For the word "TreeRouterBuilder", count the lines of the data that include it and give only the total.
________________________________________
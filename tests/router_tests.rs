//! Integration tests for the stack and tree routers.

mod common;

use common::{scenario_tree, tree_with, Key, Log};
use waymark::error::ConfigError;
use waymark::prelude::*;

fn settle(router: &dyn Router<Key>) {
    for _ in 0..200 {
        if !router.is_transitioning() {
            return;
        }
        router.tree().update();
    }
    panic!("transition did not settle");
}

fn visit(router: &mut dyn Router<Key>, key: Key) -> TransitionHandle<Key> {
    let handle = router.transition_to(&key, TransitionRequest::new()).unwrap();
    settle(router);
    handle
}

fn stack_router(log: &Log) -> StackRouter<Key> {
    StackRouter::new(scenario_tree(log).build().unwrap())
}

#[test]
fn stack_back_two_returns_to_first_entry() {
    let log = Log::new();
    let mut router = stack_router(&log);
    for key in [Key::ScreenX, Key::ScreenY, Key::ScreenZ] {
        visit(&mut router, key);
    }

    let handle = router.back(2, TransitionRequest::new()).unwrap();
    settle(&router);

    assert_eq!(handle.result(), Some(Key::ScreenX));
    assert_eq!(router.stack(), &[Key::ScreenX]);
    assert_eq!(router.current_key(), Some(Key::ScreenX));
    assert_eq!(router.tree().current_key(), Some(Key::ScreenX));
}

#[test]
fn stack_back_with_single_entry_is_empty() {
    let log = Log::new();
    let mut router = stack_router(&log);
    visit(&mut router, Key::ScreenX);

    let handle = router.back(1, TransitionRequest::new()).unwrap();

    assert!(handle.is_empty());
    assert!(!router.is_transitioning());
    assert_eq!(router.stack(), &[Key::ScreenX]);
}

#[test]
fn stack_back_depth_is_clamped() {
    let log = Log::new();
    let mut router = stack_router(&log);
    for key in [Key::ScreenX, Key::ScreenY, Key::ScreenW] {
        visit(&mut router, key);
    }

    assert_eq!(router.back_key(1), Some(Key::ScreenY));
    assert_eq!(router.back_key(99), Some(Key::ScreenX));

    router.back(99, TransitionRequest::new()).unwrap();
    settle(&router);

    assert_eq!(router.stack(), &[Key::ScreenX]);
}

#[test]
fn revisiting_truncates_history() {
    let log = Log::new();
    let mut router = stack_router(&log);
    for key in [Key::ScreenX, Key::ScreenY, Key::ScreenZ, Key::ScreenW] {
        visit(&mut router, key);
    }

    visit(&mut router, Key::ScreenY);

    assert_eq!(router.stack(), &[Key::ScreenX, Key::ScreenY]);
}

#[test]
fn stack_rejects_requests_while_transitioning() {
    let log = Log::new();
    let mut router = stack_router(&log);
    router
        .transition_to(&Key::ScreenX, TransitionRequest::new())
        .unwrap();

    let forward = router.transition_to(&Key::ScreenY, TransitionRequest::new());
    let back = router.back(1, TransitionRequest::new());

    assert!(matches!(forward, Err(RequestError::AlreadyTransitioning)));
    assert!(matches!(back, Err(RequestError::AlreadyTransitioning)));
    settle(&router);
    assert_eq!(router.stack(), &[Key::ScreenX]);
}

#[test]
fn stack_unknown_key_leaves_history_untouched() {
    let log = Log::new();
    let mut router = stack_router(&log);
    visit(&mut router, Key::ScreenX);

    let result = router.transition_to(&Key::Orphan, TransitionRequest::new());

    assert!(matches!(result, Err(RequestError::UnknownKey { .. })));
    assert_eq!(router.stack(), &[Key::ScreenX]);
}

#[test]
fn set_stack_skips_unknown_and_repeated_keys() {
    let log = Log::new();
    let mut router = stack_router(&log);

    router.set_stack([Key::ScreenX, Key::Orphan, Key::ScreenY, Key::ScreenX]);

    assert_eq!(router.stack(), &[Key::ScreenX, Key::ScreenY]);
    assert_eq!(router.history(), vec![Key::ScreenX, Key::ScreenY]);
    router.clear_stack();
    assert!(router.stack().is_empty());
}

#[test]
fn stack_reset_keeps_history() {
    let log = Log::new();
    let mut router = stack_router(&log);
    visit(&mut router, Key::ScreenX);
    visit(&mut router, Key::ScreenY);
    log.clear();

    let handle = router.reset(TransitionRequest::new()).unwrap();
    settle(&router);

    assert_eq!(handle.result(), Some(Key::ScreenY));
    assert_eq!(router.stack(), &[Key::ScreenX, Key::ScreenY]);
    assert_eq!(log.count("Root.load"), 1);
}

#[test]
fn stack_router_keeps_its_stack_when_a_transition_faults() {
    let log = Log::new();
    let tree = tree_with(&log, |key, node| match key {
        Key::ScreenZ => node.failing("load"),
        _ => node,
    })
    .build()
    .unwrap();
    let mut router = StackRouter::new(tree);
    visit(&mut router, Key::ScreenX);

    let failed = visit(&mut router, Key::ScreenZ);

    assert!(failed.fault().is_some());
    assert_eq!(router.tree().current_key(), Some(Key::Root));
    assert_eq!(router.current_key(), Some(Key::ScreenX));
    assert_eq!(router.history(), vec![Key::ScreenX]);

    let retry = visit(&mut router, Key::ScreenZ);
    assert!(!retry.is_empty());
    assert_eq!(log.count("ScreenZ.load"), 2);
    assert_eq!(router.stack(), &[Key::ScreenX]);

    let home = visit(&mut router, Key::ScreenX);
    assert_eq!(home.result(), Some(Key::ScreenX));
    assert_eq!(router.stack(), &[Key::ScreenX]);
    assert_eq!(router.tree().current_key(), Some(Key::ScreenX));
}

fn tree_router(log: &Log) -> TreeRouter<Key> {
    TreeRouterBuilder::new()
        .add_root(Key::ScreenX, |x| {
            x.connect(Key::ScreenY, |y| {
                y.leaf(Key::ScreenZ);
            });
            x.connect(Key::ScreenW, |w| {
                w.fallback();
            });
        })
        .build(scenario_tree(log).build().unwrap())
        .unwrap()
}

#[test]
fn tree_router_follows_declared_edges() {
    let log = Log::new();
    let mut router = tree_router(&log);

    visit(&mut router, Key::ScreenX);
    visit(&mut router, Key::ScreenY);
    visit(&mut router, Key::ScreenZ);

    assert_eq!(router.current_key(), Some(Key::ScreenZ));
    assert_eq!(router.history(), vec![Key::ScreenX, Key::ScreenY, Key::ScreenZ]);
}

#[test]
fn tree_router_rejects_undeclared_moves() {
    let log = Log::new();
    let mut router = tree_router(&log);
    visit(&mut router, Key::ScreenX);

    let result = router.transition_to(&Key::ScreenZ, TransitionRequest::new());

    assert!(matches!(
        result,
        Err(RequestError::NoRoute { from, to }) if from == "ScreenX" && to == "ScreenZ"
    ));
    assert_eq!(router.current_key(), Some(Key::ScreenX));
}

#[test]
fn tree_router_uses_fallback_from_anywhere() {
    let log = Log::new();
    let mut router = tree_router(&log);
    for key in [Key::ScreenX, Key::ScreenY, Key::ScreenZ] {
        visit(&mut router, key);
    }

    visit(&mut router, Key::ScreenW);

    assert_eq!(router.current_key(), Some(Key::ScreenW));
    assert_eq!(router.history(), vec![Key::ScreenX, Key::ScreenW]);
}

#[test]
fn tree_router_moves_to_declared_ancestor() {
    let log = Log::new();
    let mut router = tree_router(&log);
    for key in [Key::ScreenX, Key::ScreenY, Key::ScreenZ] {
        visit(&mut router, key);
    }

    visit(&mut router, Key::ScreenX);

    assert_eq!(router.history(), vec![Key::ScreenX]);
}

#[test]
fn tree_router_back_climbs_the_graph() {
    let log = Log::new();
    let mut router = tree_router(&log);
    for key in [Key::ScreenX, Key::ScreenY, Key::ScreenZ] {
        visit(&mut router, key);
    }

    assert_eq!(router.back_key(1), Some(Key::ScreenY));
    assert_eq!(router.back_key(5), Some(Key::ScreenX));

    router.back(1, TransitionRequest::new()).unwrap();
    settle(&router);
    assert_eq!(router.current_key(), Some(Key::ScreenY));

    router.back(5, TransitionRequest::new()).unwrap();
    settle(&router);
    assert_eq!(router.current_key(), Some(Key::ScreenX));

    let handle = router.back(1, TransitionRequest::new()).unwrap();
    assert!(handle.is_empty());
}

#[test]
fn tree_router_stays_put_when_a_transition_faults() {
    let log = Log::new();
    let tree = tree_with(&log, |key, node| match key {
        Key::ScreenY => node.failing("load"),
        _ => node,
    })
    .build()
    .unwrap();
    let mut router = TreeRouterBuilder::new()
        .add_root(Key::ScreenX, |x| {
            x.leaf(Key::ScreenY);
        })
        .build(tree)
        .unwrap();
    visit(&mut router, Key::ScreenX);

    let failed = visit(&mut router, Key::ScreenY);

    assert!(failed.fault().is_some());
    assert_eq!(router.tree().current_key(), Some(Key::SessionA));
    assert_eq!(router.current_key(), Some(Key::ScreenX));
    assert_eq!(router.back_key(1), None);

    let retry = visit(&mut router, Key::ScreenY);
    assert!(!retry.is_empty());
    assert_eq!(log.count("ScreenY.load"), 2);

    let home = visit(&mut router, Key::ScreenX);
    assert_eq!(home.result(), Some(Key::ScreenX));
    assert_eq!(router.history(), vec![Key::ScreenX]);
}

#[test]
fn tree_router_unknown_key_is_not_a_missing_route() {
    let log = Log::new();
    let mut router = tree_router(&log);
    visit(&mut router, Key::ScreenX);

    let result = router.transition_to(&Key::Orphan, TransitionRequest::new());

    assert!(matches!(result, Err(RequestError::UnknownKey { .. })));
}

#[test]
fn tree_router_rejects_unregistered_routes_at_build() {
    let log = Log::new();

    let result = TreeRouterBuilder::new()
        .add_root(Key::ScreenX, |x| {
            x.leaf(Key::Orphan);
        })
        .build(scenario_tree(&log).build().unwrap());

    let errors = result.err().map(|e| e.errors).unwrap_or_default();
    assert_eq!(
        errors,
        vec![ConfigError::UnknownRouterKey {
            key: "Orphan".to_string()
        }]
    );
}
________________________________________
## YOUR RESPONSE
3